What to work on: Find the string "ReportOptions" in the records. Copy each line that has it.

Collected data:
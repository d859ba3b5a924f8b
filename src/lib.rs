//! # plan2docx
//!
//! Turns an AI-generated Markdown analysis of a technical plan into a
//! letterheaded Word (DOCX) expert report.
//!
//! The pipeline has three stages:
//!
//! 1. The [`markdown`] transcoder converts the Markdown dialect AI models
//!    emit (headings, bullets, bold spans, pipe tables) into document blocks.
//! 2. The [`report`] composers add the company letterhead, the title, the
//!    context and request block and the analyzed plan image.
//! 3. The [`docx`] packer serializes the model into a WordprocessingML package.
//!
//! ## Quick Start
//!
//! ```no_run
//! use plan2docx::{build_report, BrandingConfig, ReportRequest};
//!
//! fn main() -> plan2docx::Result<()> {
//!     let markdown = std::fs::read_to_string("analyse.md")?;
//!     let request = ReportRequest::new(markdown)
//!         .with_context("Extension d'une maison individuelle")
//!         .with_prompt("Vérifier la conformité des cotes");
//!
//!     let branding = BrandingConfig::load("branding.json")?;
//!     let bytes = build_report(&request, &branding)?;
//!     std::fs::write("rapport.docx", bytes)?;
//!     Ok(())
//! }
//! ```
//!
//! ## Features
//!
//! - `async`: Async API with Tokio

pub mod config;
pub mod docx;
pub mod error;
pub mod markdown;
pub mod media;
pub mod model;
pub mod report;
pub mod request;

#[cfg(feature = "async")]
pub mod async_api;

// Re-exports
pub use config::{BrandingConfig, DEFAULT_CONFIG_FILE};
pub use docx::write_docx;
pub use error::{Error, Result};
pub use markdown::transcode;
pub use media::BoundingBox;
pub use model::{Block, Document};
pub use report::{
    build_document, report_filename, GeneratedReport, ReportBuilder, ReportLabels, ReportOptions,
};
pub use request::ReportRequest;

/// Builds a report with the default French layout and returns the DOCX bytes.
///
/// Fails with [`Error::EmptyBody`] when the Markdown body is blank and with
/// [`Error::ImageDecode`] when the logo or plan image cannot be decoded.
///
/// # Example
///
/// ```no_run
/// use plan2docx::{build_report, BrandingConfig, ReportRequest};
///
/// let bytes = build_report(&ReportRequest::new("# Synthèse"), &BrandingConfig::default())?;
/// assert!(bytes.starts_with(b"PK"));
/// # Ok::<(), plan2docx::Error>(())
/// ```
pub fn build_report(request: &ReportRequest, branding: &BrandingConfig) -> Result<Vec<u8>> {
    build_report_with_options(request, branding, &ReportOptions::default())
}

/// Builds a report with custom options and returns the DOCX bytes.
pub fn build_report_with_options(
    request: &ReportRequest,
    branding: &BrandingConfig,
    options: &ReportOptions,
) -> Result<Vec<u8>> {
    let document = build_document(request, branding, options)?;
    write_docx(&document)
}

Task output:
    build_document, report_filename, GeneratedReport, ReportBuilder, ReportLabels, ReportOptions,
    build_report_with_options(request, branding, &ReportOptions::default())
    options: &ReportOptions,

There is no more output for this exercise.